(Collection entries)
>>>>

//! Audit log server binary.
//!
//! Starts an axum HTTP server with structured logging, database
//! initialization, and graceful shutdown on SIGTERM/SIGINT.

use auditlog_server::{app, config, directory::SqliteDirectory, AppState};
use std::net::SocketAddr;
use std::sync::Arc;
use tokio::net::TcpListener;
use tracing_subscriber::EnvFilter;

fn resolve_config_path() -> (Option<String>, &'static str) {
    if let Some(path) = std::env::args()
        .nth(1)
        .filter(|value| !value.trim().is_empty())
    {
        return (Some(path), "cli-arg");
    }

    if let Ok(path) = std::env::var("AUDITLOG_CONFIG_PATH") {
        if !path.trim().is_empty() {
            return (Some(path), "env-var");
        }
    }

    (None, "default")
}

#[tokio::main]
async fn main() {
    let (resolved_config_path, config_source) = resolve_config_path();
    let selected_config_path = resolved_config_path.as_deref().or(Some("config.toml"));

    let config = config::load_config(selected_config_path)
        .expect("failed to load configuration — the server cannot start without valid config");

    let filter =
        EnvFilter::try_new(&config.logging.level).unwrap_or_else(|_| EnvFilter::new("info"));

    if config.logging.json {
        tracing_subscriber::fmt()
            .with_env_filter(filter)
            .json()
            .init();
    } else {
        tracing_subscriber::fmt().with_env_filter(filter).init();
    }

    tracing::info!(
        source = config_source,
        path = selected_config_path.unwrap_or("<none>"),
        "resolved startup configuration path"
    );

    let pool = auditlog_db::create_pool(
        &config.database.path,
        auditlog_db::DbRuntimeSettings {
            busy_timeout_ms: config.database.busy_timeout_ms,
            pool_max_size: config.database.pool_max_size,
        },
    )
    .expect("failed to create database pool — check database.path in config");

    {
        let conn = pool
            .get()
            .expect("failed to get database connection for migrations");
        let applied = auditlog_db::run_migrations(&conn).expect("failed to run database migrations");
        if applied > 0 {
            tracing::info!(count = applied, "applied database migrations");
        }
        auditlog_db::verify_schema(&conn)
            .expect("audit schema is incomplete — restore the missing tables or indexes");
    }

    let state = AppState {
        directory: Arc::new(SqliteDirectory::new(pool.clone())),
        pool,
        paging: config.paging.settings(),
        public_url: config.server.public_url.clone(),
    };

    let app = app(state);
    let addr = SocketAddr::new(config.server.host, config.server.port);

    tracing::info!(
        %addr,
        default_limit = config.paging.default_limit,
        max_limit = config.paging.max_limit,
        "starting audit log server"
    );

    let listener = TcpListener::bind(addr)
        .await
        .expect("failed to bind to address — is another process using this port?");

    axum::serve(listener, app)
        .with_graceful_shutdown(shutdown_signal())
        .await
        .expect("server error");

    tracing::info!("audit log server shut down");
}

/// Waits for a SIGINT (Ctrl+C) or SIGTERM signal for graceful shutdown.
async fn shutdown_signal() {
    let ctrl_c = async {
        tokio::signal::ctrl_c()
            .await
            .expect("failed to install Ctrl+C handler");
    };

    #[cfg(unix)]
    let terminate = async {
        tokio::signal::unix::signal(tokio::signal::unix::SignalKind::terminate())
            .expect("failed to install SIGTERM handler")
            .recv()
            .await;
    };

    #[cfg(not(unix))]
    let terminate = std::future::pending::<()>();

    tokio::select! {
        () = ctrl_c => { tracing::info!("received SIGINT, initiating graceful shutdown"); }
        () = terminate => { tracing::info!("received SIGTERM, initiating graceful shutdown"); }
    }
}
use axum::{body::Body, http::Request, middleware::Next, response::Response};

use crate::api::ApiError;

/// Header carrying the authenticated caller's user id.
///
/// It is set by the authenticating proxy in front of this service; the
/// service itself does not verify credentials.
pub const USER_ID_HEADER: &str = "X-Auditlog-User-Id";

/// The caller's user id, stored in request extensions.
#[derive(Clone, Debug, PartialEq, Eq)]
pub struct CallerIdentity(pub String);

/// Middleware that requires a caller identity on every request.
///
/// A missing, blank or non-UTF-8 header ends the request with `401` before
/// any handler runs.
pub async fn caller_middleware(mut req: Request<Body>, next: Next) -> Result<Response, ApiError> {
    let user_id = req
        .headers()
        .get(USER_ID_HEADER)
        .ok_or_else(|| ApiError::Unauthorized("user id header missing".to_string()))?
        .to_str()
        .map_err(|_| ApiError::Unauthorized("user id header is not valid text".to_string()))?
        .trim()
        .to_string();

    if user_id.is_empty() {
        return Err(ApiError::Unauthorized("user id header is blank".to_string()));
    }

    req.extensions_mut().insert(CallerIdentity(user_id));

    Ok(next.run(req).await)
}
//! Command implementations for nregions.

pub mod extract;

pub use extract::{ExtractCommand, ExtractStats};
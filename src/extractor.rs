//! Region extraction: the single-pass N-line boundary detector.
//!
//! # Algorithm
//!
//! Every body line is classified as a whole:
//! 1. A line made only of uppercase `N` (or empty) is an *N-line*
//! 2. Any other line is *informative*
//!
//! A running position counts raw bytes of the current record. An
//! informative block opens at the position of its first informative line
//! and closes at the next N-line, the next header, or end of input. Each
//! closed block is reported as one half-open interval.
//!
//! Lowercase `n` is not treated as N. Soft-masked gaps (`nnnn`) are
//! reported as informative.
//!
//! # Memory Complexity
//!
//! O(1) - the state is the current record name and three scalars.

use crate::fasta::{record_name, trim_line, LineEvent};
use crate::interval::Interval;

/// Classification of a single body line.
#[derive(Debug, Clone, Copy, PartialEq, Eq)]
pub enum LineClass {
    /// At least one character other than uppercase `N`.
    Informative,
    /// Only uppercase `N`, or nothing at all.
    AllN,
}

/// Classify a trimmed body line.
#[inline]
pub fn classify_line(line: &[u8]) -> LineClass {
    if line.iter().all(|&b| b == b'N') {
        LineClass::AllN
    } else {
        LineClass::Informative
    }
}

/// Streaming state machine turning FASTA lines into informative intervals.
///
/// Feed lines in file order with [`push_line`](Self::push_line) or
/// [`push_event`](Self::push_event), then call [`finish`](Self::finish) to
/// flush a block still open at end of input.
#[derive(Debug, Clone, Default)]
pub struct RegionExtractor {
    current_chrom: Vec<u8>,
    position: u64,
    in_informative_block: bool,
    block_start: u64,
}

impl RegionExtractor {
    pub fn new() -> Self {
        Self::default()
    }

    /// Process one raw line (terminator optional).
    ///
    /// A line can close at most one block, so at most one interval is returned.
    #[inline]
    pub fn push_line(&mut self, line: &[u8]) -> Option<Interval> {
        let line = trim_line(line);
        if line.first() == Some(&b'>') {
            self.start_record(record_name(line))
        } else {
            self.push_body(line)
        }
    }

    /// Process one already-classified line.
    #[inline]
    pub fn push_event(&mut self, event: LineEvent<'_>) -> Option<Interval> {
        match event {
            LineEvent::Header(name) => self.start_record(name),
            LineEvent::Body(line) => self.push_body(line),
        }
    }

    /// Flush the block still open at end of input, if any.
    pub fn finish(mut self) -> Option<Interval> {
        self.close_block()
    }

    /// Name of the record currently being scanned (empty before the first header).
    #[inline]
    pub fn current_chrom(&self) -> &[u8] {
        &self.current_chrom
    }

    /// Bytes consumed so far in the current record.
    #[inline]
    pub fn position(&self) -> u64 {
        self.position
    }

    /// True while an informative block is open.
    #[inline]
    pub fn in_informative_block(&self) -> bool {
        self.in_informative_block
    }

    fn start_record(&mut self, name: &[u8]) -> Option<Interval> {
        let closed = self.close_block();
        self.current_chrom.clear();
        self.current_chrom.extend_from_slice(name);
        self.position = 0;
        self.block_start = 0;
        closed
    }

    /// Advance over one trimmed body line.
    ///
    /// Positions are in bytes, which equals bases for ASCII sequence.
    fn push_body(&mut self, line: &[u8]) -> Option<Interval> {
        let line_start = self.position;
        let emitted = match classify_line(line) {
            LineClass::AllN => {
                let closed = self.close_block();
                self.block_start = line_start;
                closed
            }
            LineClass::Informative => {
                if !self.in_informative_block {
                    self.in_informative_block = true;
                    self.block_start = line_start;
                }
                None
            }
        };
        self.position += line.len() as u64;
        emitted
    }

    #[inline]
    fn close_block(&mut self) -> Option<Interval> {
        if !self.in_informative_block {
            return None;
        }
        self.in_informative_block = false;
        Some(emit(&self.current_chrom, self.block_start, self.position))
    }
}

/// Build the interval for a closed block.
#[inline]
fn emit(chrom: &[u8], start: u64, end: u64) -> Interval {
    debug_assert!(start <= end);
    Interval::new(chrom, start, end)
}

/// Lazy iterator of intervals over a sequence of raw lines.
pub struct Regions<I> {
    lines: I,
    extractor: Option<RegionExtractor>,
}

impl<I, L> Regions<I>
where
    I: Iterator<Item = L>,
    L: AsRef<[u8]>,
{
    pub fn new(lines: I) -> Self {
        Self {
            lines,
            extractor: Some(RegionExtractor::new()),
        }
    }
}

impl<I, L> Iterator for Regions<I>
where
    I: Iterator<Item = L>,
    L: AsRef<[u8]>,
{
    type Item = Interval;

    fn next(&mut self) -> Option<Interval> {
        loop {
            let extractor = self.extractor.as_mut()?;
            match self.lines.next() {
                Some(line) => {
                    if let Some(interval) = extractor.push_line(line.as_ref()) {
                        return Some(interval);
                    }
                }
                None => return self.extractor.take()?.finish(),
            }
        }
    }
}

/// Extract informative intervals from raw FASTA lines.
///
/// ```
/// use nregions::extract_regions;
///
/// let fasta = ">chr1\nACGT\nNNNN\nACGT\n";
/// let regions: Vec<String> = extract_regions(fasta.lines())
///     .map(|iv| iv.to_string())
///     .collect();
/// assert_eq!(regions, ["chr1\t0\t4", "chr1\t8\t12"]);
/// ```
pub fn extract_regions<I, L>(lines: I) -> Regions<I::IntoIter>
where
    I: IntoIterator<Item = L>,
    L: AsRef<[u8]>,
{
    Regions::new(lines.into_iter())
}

<<<<

== Your task ==
Using the data above, return every line that contains the string "bool".

== Completed exercise ==
    in_informative_block: bool,
    pub fn in_informative_block(&self) -> bool {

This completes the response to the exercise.